Despite the perceived security of the dollar’s role, the Nixon Administration still faced a looming balance of payments crisis that could shake the international monetary system to its core. In 1969, President Nixon authorized the creation of the Volcker Group, an interagency group headed by Treasury Under Secretary for Monetary Affairs Paul Volcker tasked with forming the administration’s policy toward the international monetary system. Although the Volcker Group was interagency in nature and included members from the Federal Reserve, Department of State, and CEA, it was housed within the Treasury Department and took on the distinct feel of its home agency. When it came to dollar policy, the Volcker Group quickly fell in line with its Treasury predecessors. Its first major publication, an analysis of major options in international monetary reform, took a hardline stance that the dollar’s role was not only highly beneficial but that it might be in the U.S.’s interest to expand it.[19] Nixon, famous for his disregard for the complexities of international economics, left most of the decision-making on international monetary policy to senior officials at the Treasury. The Volcker Group, given a high level of independence to direct international monetary policy through the Treasury, quickly became ground zero for an aggressive dollar policy and a staging ground for international monetary reform.

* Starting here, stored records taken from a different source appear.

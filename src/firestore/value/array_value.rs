use serde::{Deserialize, Serialize};

use crate::firestore::value::{values_equal, FirestoreValue};

#[derive(Clone, Debug, PartialEq, Default, Serialize, Deserialize)]
#[serde(transparent)]
pub struct ArrayValue {
    values: Vec<FirestoreValue>,
}

impl ArrayValue {
    pub fn new(values: Vec<FirestoreValue>) -> Self {
        Self { values }
    }

    pub fn values(&self) -> &[FirestoreValue] {
        &self.values
    }

    pub fn contains(&self, needle: &FirestoreValue) -> bool {
        self.values.iter().any(|candidate| values_equal(candidate, needle))
    }
}
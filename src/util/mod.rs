pub mod assert;

pub use assert::{assertion_error, fail, hard_assert};
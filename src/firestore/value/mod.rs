mod array_value;
mod bytes_value;
mod map_value;
mod value;

pub use array_value::ArrayValue;
pub use bytes_value::BytesValue;
pub use map_value::MapValue;
pub use value::{compare_values, values_equal, FirestoreValue, ValueKind};
use serde::{Deserialize, Serialize};

use crate::firestore::core::{Bound, FieldFilter, OrderBy};
use crate::firestore::local::ListenSequenceNumber;
use crate::firestore::model::{DocumentKey, ResourcePath, SnapshotVersion};

pub type TargetId = i32;

/// A normalized query as the backend sees it. Two queries that only differ in how the
/// limit is applied share a target.
#[derive(Clone, Debug, PartialEq, Serialize, Deserialize)]
pub struct Target {
    pub path: ResourcePath,
    #[serde(default)]
    pub collection_group: Option<String>,
    #[serde(default)]
    pub filters: Vec<FieldFilter>,
    #[serde(default)]
    pub order_by: Vec<OrderBy>,
    #[serde(default)]
    pub limit: Option<u32>,
    #[serde(default)]
    pub start_at: Option<Bound>,
    #[serde(default)]
    pub end_at: Option<Bound>,
}

impl Target {
    pub fn new(
        path: ResourcePath,
        collection_group: Option<String>,
        filters: Vec<FieldFilter>,
        order_by: Vec<OrderBy>,
        limit: Option<u32>,
        start_at: Option<Bound>,
        end_at: Option<Bound>,
    ) -> Self {
        Self {
            path,
            collection_group,
            filters,
            order_by,
            limit,
            start_at,
            end_at,
        }
    }

    pub fn is_document_target(&self) -> bool {
        DocumentKey::from_path(self.path.clone()).is_ok()
            && self.collection_group.is_none()
            && self.filters.is_empty()
    }

    /// Collection group the target reads from.
    pub fn collection_group(&self) -> String {
        match &self.collection_group {
            Some(group) => group.clone(),
            None => self.path.last_segment().unwrap_or_default().to_string(),
        }
    }

    /// Canonical string shared by every equivalent target.
    pub fn canonical_id(&self) -> String {
        let mut id = self.path.canonical_string();
        if let Some(group) = &self.collection_group {
            id.push_str("|cg:");
            id.push_str(group);
        }
        id.push_str("|f:");
        for filter in &self.filters {
            id.push_str(&filter.canonical_id());
        }
        id.push_str("|ob:");
        for order in &self.order_by {
            id.push_str(&order.canonical_id());
        }
        if let Some(limit) = self.limit {
            id.push_str(&format!("|l:{limit}"));
        }
        if let Some(bound) = &self.start_at {
            id.push_str("|lb:");
            id.push_str(&bound.canonical_id());
        }
        if let Some(bound) = &self.end_at {
            id.push_str("|ub:");
            id.push_str(&bound.canonical_id());
        }
        id
    }
}

#[derive(Clone, Copy, Debug, PartialEq, Eq, Serialize, Deserialize)]
#[serde(rename_all = "camelCase")]
pub enum TargetPurpose {
    /// A regular, user-initiated listen.
    Listen,
    /// Re-listen after the backend reported a different document count.
    ExistenceFilterMismatch,
    /// Resolution of a document the client is unsure about.
    LimboResolution,
}

/// Everything the local store remembers about an active or cached target.
#[derive(Clone, Debug, PartialEq, Serialize, Deserialize)]
pub struct TargetData {
    pub target: Target,
    pub target_id: TargetId,
    pub purpose: TargetPurpose,
    pub sequence_number: ListenSequenceNumber,
    pub snapshot_version: SnapshotVersion,
    /// Version at which the target was last known to have no limbo documents. Queries can
    /// trust the cached results up to this version.
    pub last_limbo_free_snapshot_version: SnapshotVersion,
    #[serde(default, with = "resume_token")]
    pub resume_token: Vec<u8>,
}

impl TargetData {
    pub fn new(
        target: Target,
        target_id: TargetId,
        purpose: TargetPurpose,
        sequence_number: ListenSequenceNumber,
    ) -> Self {
        Self {
            target,
            target_id,
            purpose,
            sequence_number,
            snapshot_version: SnapshotVersion::min(),
            last_limbo_free_snapshot_version: SnapshotVersion::min(),
            resume_token: Vec::new(),
        }
    }

    pub fn with_sequence_number(mut self, sequence_number: ListenSequenceNumber) -> Self {
        self.sequence_number = sequence_number;
        self
    }

    pub fn with_resume_token(
        mut self,
        resume_token: Vec<u8>,
        snapshot_version: SnapshotVersion,
    ) -> Self {
        self.resume_token = resume_token;
        self.snapshot_version = snapshot_version;
        self
    }

    pub fn with_last_limbo_free_snapshot_version(mut self, version: SnapshotVersion) -> Self {
        self.last_limbo_free_snapshot_version = version;
        self
    }
}

// Resume tokens are opaque bytes; keep them readable in the JSON image.
mod resume_token {
    use base64::{engine::general_purpose::STANDARD, Engine as _};
    use serde::{Deserialize, Deserializer, Serializer};

    pub fn serialize<S: Serializer>(token: &[u8], serializer: S) -> Result<S::Ok, S::Error> {
        serializer.serialize_str(&STANDARD.encode(token))
    }

    pub fn deserialize<'de, D: Deserializer<'de>>(deserializer: D) -> Result<Vec<u8>, D::Error> {
        let raw = String::deserialize(deserializer)?;
        STANDARD.decode(raw).map_err(serde::de::Error::custom)
    }
}

#[cfg(test)]
mod tests {
    use super::*;
    use crate::firestore::core::Query;

    #[test]
    fn equivalent_queries_share_canonical_id() {
        let a = Query::new(ResourcePath::from_string("rooms").unwrap()).to_target();
        let b = Query::new(ResourcePath::from_string("rooms").unwrap()).to_target();
        assert_eq!(a.canonical_id(), b.canonical_id());
        let c = Query::new(ResourcePath::from_string("halls").unwrap()).to_target();
        assert_ne!(a.canonical_id(), c.canonical_id());
    }

    #[test]
    fn target_data_round_trips_resume_token() {
        let target = Query::new(ResourcePath::from_string("rooms").unwrap()).to_target();
        let data = TargetData::new(target, 2, TargetPurpose::Listen, 1)
            .with_resume_token(vec![9, 8, 7], SnapshotVersion::from_micros(5));
        let json = serde_json::to_string(&data).unwrap();
        let back: TargetData = serde_json::from_str(&json).unwrap();
        assert_eq!(back, data);
    }
}
use std::collections::BTreeMap;

use crate::firestore::core::Query;
use crate::firestore::error::FirestoreResult;
use crate::firestore::local::document_overlay_cache::OverlayMap;
use crate::firestore::local::persistence::PersistenceTransaction;
use crate::firestore::local::query_engine::QueryContext;
use crate::firestore::local::{DocumentOverlayCache, IndexManager, MutationQueue, RemoteDocumentCache};
use crate::firestore::model::{
    calculate_overlay_mutation, BatchId, DocumentKey, DocumentKeySet, DocumentMap, FieldMask,
    IndexOffset, MutableDocument, MutableDocumentMap, MutationKind, Overlay, OverlayedDocument,
    Timestamp, BATCHID_UNKNOWN,
};

/// Documents returned by an incremental read together with the largest batch id whose
/// overlays were included.
#[derive(Clone, Debug, Default)]
pub struct LocalDocumentsResult {
    pub batch_id: BatchId,
    pub documents: DocumentMap,
}

/// Read-side composition of the caches: remote documents with their overlays applied.
#[derive(Clone, Debug)]
pub struct LocalDocumentsView {
    remote_document_cache: RemoteDocumentCache,
    mutation_queue: MutationQueue,
    document_overlay_cache: DocumentOverlayCache,
    index_manager: IndexManager,
}
use std::collections::{BTreeMap, BTreeSet};
use std::fmt::{Display, Formatter};

use serde::{Deserialize, Serialize};

use crate::firestore::model::{DocumentKey, FieldPath, SnapshotVersion};
use crate::firestore::value::{FirestoreValue, MapValue};

#[derive(Clone, Copy, Debug, PartialEq, Eq, Serialize, Deserialize)]
#[serde(rename_all = "camelCase")]
pub enum DocumentType {
    /// Placeholder for a key the cache knows nothing about.
    Invalid,
    FoundDocument,
    /// The document is known not to exist at `version`.
    NoDocument,
    /// The document was written by an acknowledged mutation whose result is not known.
    UnknownDocument,
}

#[derive(Clone, Copy, Debug, PartialEq, Eq, Serialize, Deserialize)]
#[serde(rename_all = "camelCase")]
pub enum DocumentState {
    Synced,
    HasLocalMutations,
    HasCommittedMutations,
}

/// A document together with the metadata the local store tracks for it.
///
/// The same value moves through several states: a cache miss is an `Invalid` document that
/// may later be converted in place once a mutation or a watch update is applied.
#[derive(Clone, Debug, PartialEq, Serialize, Deserialize)]
pub struct MutableDocument {
    key: DocumentKey,
    document_type: DocumentType,
    version: SnapshotVersion,
    read_time: SnapshotVersion,
    data: MapValue,
    document_state: DocumentState,
}

pub type DocumentMap = BTreeMap<DocumentKey, MutableDocument>;
pub type MutableDocumentMap = BTreeMap<DocumentKey, MutableDocument>;
pub type DocumentKeySet = BTreeSet<DocumentKey>;

impl MutableDocument {
    fn with_type(
        key: DocumentKey,
        document_type: DocumentType,
        version: SnapshotVersion,
        data: MapValue,
        document_state: DocumentState,
    ) -> Self {
        Self {
            key,
            document_type,
            version,
            read_time: SnapshotVersion::min(),
            data,
            document_state,
        }
    }

    pub fn new_invalid_document(key: DocumentKey) -> Self {
        Self::with_type(
            key,
            DocumentType::Invalid,
            SnapshotVersion::min(),
            MapValue::empty(),
            DocumentState::Synced,
        )
    }

    pub fn new_found_document(key: DocumentKey, version: SnapshotVersion, data: MapValue) -> Self {
        Self::with_type(
            key,
            DocumentType::FoundDocument,
            version,
            data,
            DocumentState::Synced,
        )
    }

    pub fn new_no_document(key: DocumentKey, version: SnapshotVersion) -> Self {
        Self::with_type(
            key,
            DocumentType::NoDocument,
            version,
            MapValue::empty(),
            DocumentState::Synced,
        )
    }

    pub fn new_unknown_document(key: DocumentKey, version: SnapshotVersion) -> Self {
        Self::with_type(
            key,
            DocumentType::UnknownDocument,
            version,
            MapValue::empty(),
            DocumentState::HasCommittedMutations,
        )
    }

    pub fn convert_to_found_document(
        &mut self,
        version: SnapshotVersion,
        data: MapValue,
    ) -> &mut Self {
        self.version = version;
        self.document_type = DocumentType::FoundDocument;
        self.data = data;
        self.document_state = DocumentState::Synced;
        self
    }

    pub fn convert_to_no_document(&mut self, version: SnapshotVersion) -> &mut Self {
        self.version = version;
        self.document_type = DocumentType::NoDocument;
        self.data = MapValue::empty();
        self.document_state = DocumentState::Synced;
        self
    }

    pub fn convert_to_unknown_document(&mut self, version: SnapshotVersion) -> &mut Self {
        self.version = version;
        self.document_type = DocumentType::UnknownDocument;
        self.data = MapValue::empty();
        self.document_state = DocumentState::HasCommittedMutations;
        self
    }

    pub fn set_has_committed_mutations(&mut self) -> &mut Self {
        self.document_state = DocumentState::HasCommittedMutations;
        self
    }

    pub fn set_has_local_mutations(&mut self) -> &mut Self {
        self.document_state = DocumentState::HasLocalMutations;
        self.version = SnapshotVersion::min();
        self
    }

    pub fn set_read_time(&mut self, read_time: SnapshotVersion) -> &mut Self {
        self.read_time = read_time;
        self
    }

    pub fn key(&self) -> &DocumentKey {
        &self.key
    }

    pub fn document_type(&self) -> DocumentType {
        self.document_type
    }

    pub fn version(&self) -> SnapshotVersion {
        self.version
    }

    pub fn read_time(&self) -> SnapshotVersion {
        self.read_time
    }

    pub fn data(&self) -> &MapValue {
        &self.data
    }

    pub fn data_mut(&mut self) -> &mut MapValue {
        &mut self.data
    }

    pub fn field(&self, path: &FieldPath) -> Option<&FirestoreValue> {
        self.data.get(path)
    }

    pub fn is_valid_document(&self) -> bool {
        self.document_type != DocumentType::Invalid
    }

    pub fn is_found_document(&self) -> bool {
        self.document_type == DocumentType::FoundDocument
    }

    pub fn is_no_document(&self) -> bool {
        self.document_type == DocumentType::NoDocument
    }

    pub fn is_unknown_document(&self) -> bool {
        self.document_type == DocumentType::UnknownDocument
    }

    pub fn has_local_mutations(&self) -> bool {
        self.document_state == DocumentState::HasLocalMutations
    }

    pub fn has_committed_mutations(&self) -> bool {
        self.document_state == DocumentState::HasCommittedMutations
    }

    pub fn has_pending_writes(&self) -> bool {
        self.has_local_mutations() || self.has_committed_mutations()
    }
}

impl Display for MutableDocument {
    fn fmt(&self, f: &mut Formatter<'_>) -> std::fmt::Result {
        write!(
            f,
            "Document({}, {}, {:?}, {:?})",
            self.key, self.version, self.document_type, self.document_state
        )
    }
}

#[cfg(test)]
mod tests {
    use super::*;
    use std::collections::BTreeMap;

    fn key() -> DocumentKey {
        DocumentKey::from_string("rooms/a").unwrap()
    }

    #[test]
    fn invalid_document_is_not_valid() {
        let doc = MutableDocument::new_invalid_document(key());
        assert!(!doc.is_valid_document());
        assert!(doc.version().is_min());
        assert!(!doc.has_pending_writes());
    }

    #[test]
    fn conversions_update_state() {
        let mut doc = MutableDocument::new_invalid_document(key());
        let mut fields = BTreeMap::new();
        fields.insert("n".to_string(), FirestoreValue::from_integer(1));
        doc.convert_to_found_document(SnapshotVersion::from_micros(5), MapValue::new(fields))
            .set_has_local_mutations();
        assert!(doc.is_found_document());
        assert!(doc.has_local_mutations());
        assert!(doc.version().is_min());

        doc.convert_to_no_document(SnapshotVersion::from_micros(7));
        assert!(doc.is_no_document());
        assert!(doc.data().is_empty());
        assert!(!doc.has_pending_writes());
    }

    #[test]
    fn unknown_document_has_committed_mutations() {
        let doc = MutableDocument::new_unknown_document(key(), SnapshotVersion::from_micros(3));
        assert!(doc.is_unknown_document());
        assert!(doc.has_committed_mutations());
    }
}
use std::cmp::Ordering;
use std::collections::BTreeSet;

use serde::{Deserialize, Serialize};

use crate::firestore::core::Target;
use crate::firestore::model::{DocumentKey, FieldPath, MutableDocument, ResourcePath};
use crate::firestore::value::{compare_values, FirestoreValue, ValueKind};

#[derive(Clone, Copy, Debug, PartialEq, Eq, Serialize, Deserialize)]
#[serde(rename_all = "camelCase")]
pub enum FilterOperator {
    LessThan,
    LessThanOrEqual,
    Equal,
    NotEqual,
    GreaterThan,
    GreaterThanOrEqual,
    ArrayContains,
    ArrayContainsAny,
    In,
    NotIn,
}

impl FilterOperator {
    fn as_str(&self) -> &'static str {
        match self {
            FilterOperator::LessThan => "<",
            FilterOperator::LessThanOrEqual => "<=",
            FilterOperator::Equal => "==",
            FilterOperator::NotEqual => "!=",
            FilterOperator::GreaterThan => ">",
            FilterOperator::GreaterThanOrEqual => ">=",
            FilterOperator::ArrayContains => "array-contains",
            FilterOperator::ArrayContainsAny => "array-contains-any",
            FilterOperator::In => "in",
            FilterOperator::NotIn => "not-in",
        }
    }

    pub fn is_inequality(&self) -> bool {
        matches!(
            self,
            FilterOperator::LessThan
                | FilterOperator::LessThanOrEqual
                | FilterOperator::GreaterThan
                | FilterOperator::GreaterThanOrEqual
                | FilterOperator::NotEqual
                | FilterOperator::NotIn
        )
    }
}

#[derive(Clone, Debug, PartialEq, Serialize, Deserialize)]
pub struct FieldFilter {
    field: FieldPath,
    operator: FilterOperator,
    value: FirestoreValue,
}

impl FieldFilter {
    pub fn new(field: FieldPath, operator: FilterOperator, value: FirestoreValue) -> Self {
        Self {
            field,
            operator,
            value,
        }
    }

    pub fn field(&self) -> &FieldPath {
        &self.field
    }

    pub fn operator(&self) -> FilterOperator {
        self.operator
    }

    pub fn value(&self) -> &FirestoreValue {
        &self.value
    }

    pub fn matches(&self, document: &MutableDocument) -> bool {
        if self.field.is_key_field() {
            return self.matches_key(document.key());
        }

        let other = document.field(&self.field);
        match self.operator {
            FilterOperator::ArrayContains => match other.map(FirestoreValue::kind) {
                Some(ValueKind::Array(array)) => array.contains(&self.value),
                _ => false,
            },
            FilterOperator::ArrayContainsAny => {
                match (other.map(FirestoreValue::kind), self.value.kind()) {
                    (Some(ValueKind::Array(array)), ValueKind::Array(needles)) => {
                        needles.values().iter().any(|needle| array.contains(needle))
                    }
                    _ => false,
                }
            }
            FilterOperator::In => match (other, self.value.kind()) {
                (Some(other), ValueKind::Array(candidates)) => candidates.contains(other),
                _ => false,
            },
            FilterOperator::NotIn => {
                let ValueKind::Array(candidates) = self.value.kind() else {
                    return false;
                };
                if candidates.contains(&FirestoreValue::null()) {
                    return false;
                }
                match other {
                    Some(other) if !matches!(other.kind(), ValueKind::Null) => {
                        !candidates.contains(other)
                    }
                    _ => false,
                }
            }
            FilterOperator::NotEqual => match other {
                Some(other) if !matches!(other.kind(), ValueKind::Null) => {
                    self.matches_comparison(compare_values(other, &self.value))
                }
                _ => false,
            },
            _ => match other {
                Some(other) if other.type_order() == self.value.type_order() => {
                    self.matches_comparison(compare_values(other, &self.value))
                }
                _ => false,
            },
        }
    }

    fn matches_key(&self, key: &DocumentKey) -> bool {
        let reference_key = |value: &FirestoreValue| match value.kind() {
            ValueKind::Reference(path) => DocumentKey::from_string(path).ok(),
            _ => None,
        };
        match self.operator {
            FilterOperator::In | FilterOperator::NotIn => {
                let ValueKind::Array(candidates) = self.value.kind() else {
                    return false;
                };
                let found = candidates
                    .values()
                    .iter()
                    .filter_map(reference_key)
                    .any(|candidate| &candidate == key);
                (self.operator == FilterOperator::In) == found
            }
            _ => match reference_key(&self.value) {
                Some(reference) => self.matches_comparison(key.cmp(&reference)),
                None => false,
            },
        }
    }

    fn matches_comparison(&self, ordering: Ordering) -> bool {
        match self.operator {
            FilterOperator::LessThan => ordering == Ordering::Less,
            FilterOperator::LessThanOrEqual => ordering != Ordering::Greater,
            FilterOperator::Equal => ordering == Ordering::Equal,
            FilterOperator::NotEqual => ordering != Ordering::Equal,
            FilterOperator::GreaterThan => ordering == Ordering::Greater,
            FilterOperator::GreaterThanOrEqual => ordering != Ordering::Less,
            _ => false,
        }
    }

    pub(crate) fn canonical_id(&self) -> String {
        format!(
            "{}{}{}",
            self.field.canonical_string(),
            self.operator.as_str(),
            self.value.canonical_id()
        )
    }
}

#[derive(Clone, Copy, Debug, PartialEq, Eq, Serialize, Deserialize)]
#[serde(rename_all = "camelCase")]
pub enum Direction {
    Ascending,
    Descending,
}

#[derive(Clone, Debug, PartialEq, Eq, Serialize, Deserialize)]
pub struct OrderBy {
    field: FieldPath,
    direction: Direction,
}

impl OrderBy {
    pub fn new(field: FieldPath, direction: Direction) -> Self {
        Self { field, direction }
    }

    pub fn ascending(field: FieldPath) -> Self {
        Self::new(field, Direction::Ascending)
    }

    pub fn field(&self) -> &FieldPath {
        &self.field
    }

    pub fn direction(&self) -> Direction {
        self.direction
    }

    fn flipped(&self) -> Self {
        let direction = match self.direction {
            Direction::Ascending => Direction::Descending,
            Direction::Descending => Direction::Ascending,
        };
        Self::new(self.field.clone(), direction)
    }

    pub(crate) fn compare(&self, left: &MutableDocument, right: &MutableDocument) -> Ordering {
        let ordering = if self.field.is_key_field() {
            left.key().cmp(right.key())
        } else {
            match (left.field(&self.field), right.field(&self.field)) {
                (Some(l), Some(r)) => compare_values(l, r),
                (None, Some(_)) => Ordering::Less,
                (Some(_), None) => Ordering::Greater,
                (None, None) => Ordering::Equal,
            }
        };
        match self.direction {
            Direction::Ascending => ordering,
            Direction::Descending => ordering.reverse(),
        }
    }

    pub(crate) fn canonical_id(&self) -> String {
        let direction = match self.direction {
            Direction::Ascending => "asc",
            Direction::Descending => "desc",
        };
        format!("{}{}", self.field.canonical_string(), direction)
    }
}

/// Cursor position given as values for the leading order-by fields.
#[derive(Clone, Debug, PartialEq, Serialize, Deserialize)]
pub struct Bound {
    position: Vec<FirestoreValue>,
    inclusive: bool,
}

impl Bound {
    pub fn new(position: Vec<FirestoreValue>, inclusive: bool) -> Self {
        Self {
            position,
            inclusive,
        }
    }

    pub fn position(&self) -> &[FirestoreValue] {
        &self.position
    }

    pub fn inclusive(&self) -> bool {
        self.inclusive
    }

    fn compare_to_document(&self, order_by: &[OrderBy], document: &MutableDocument) -> Ordering {
        for (component, order) in self.position.iter().zip(order_by) {
            let ordering = if order.field().is_key_field() {
                match component.kind() {
                    ValueKind::Reference(path) => match DocumentKey::from_string(path) {
                        Ok(key) => key.cmp(document.key()),
                        Err(_) => Ordering::Equal,
                    },
                    _ => Ordering::Equal,
                }
            } else {
                match document.field(order.field()) {
                    Some(value) => compare_values(component, value),
                    None => Ordering::Greater,
                }
            };
            let ordering = match order.direction() {
                Direction::Ascending => ordering,
                Direction::Descending => ordering.reverse(),
            };
            if ordering != Ordering::Equal {
                return ordering;
            }
        }
        Ordering::Equal
    }

    /// True when the bound, used as a start cursor, admits `document`.
    pub(crate) fn sorts_before_document(
        &self,
        order_by: &[OrderBy],
        document: &MutableDocument,
    ) -> bool {
        let ordering = self.compare_to_document(order_by, document);
        if self.inclusive {
            ordering != Ordering::Greater
        } else {
            ordering == Ordering::Less
        }
    }

    /// True when the bound, used as an end cursor, admits `document`.
    pub(crate) fn sorts_after_document(
        &self,
        order_by: &[OrderBy],
        document: &MutableDocument,
    ) -> bool {
        let ordering = self.compare_to_document(order_by, document);
        if self.inclusive {
            ordering != Ordering::Less
        } else {
            ordering == Ordering::Greater
        }
    }

    pub(crate) fn canonical_id(&self) -> String {
        let values: Vec<String> = self.position.iter().map(|v| v.canonical_id()).collect();
        format!(
            "{}{}",
            if self.inclusive { "b:" } else { "a:" },
            values.join(",")
        )
    }
}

Although no international monetary system had ever existed without gold or other commodity backing prior to 1971 and a dollar standard was unthinkable to most, in the early days of the Nixon Administration this bold policy was discussed as a potential cure-all to America’s economic woes. The Volcker Group’s assessment of the benefits of the dollar’s existing role was straightforward and blunt. In their June 1969 account of international monetary policy options, they argued that the deficit financing benefits of the dollar’s role had funded over 70 percent of U.S. deficits over the last decade and “permitted the United States to carry out heavy overseas military expenditures and to undertake other foreign commitments, and to retain substantial flexibility in domestic policy.” On the whole, they found, “it has facilitated a role for U.S. leadership and influence more or less commensurate with our relative size and economic power.”[20] The Volcker Group’s analysis set the stage for the dollar’s role to become an essential aspect of American hegemonic policy. While earlier policymakers were generally supportive of the dollar’s role, the Volcker Group became the first to connect the spending flexibility it afforded the U.S. with the ability to project power abroad.